In 1878 in the small town of Hawick a change was happening in the knitwear industry. A young man by the name of Peter Scott bought a small unsuccessful knitwear mill, a risky acquisition by anyone’s standards due to the previous owner’s failure to make the business work, but as history demonstrates a risk worth taking.
With the right workforce, business acumen, skill and determination Peter Scott’s knitwear mill began to expand and by 1889 a new premise was required and the mill moved to its current location on Buccleuch Street, Hawick.
Originally branded as ‘Pesco’ the early days saw Peter Scott manufacture woollen underwear to protect against the harsh Scottish winters.
The process to produce a Peter Scott garment is long and painstaking and the garment must pass through many pairs of expert hands before it is allowed to pass into the hands of the customer. Although the knitting of the garment is carried out on machines many of the stages are done by hand and perhaps the most important of these are the meticulous inspections which each and every garment must pass prior to leaving the factory for sale. Any garment found to have even the slightest imperfection that cannot be mended back to a perfect state will be rejected as a second. These inspections coupled with the precision of the garment assembly and of course the all important washing, which is done in the softest Scottish water, add to the quality of the Peter Scott product.
Cost cutting is not an option and although time consuming, every single stage, and there are over 20, is recognised as being vitally important in the production of the ‘perfect’ Peter Scott piece of knitwear.

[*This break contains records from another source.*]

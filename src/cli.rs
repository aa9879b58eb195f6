use std::path::PathBuf;

use clap::Parser;

#[derive(Debug, Parser)]
#[command(
    author,
    version,
    about = "Enrich transaction CSV data with merchant attributes",
    long_about = None
)]
pub struct Cli {
    /// Name of the job run, as passed by the job runner (`--JOB_NAME <name>`)
    #[arg(long = "JOB_NAME", value_name = "NAME")]
    pub job_name: String,
    /// YAML job configuration (the built-in transaction/merchant job if omitted)
    #[arg(short = 'c', long = "config")]
    pub config: Option<PathBuf>,
    /// Location of the raw transaction data (local path or s3://bucket/prefix)
    #[arg(long = "raw-source")]
    pub raw_source: Option<String>,
    /// Location of the merchant reference data (local path or s3://bucket/prefix)
    #[arg(long = "merchant-source")]
    pub merchant_source: Option<String>,
    /// Location the enriched CSV is written to (local path or s3://bucket/prefix)
    #[arg(long = "target")]
    pub target: Option<String>,
    /// Print the first N output rows as a table instead of writing the target
    #[arg(long = "preview", value_name = "N")]
    pub preview: Option<usize>,
    /// Write the run summary as JSON to this file
    #[arg(long = "summary")]
    pub summary: Option<PathBuf>,
    /// Write the effective job configuration as YAML to this file and exit
    #[arg(long = "write-config")]
    pub write_config: Option<PathBuf>,
}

The process begins with the main panels (front, back and sleeves) being knitted on Frames or V Bed Shima. The panels are joined together across the shoulders and the sleeves are ‘set in’ or body linked. The sides of the garment and the sleeve lengths are then joined together (a process called seaming) and all running ends are made secure on a bar tacking machine. Next the garments are scoured (washed) and milled to the required finish or handle. They are then tumble dried and placed on a metal frame and steamed to size (Paris Press) which also removes any creases. The garment is then moved to the cutter who skillfully hand cuts the garment to the required style. The collars are linked to the garment or in the case
of a cardigan the strapping will be stitched on using the plain stitch machine. The stitcher will add any pockets or zips and cardigans will have button holes made and buttons attached. All styles will then move on to the hand sew department where the finishing touches are completed by hand. The garment is checked for faults and passed to the final exam department where it is Hoffman pressed for presentation, tickets and labels are attached and it is folded and bagged ready for the customer.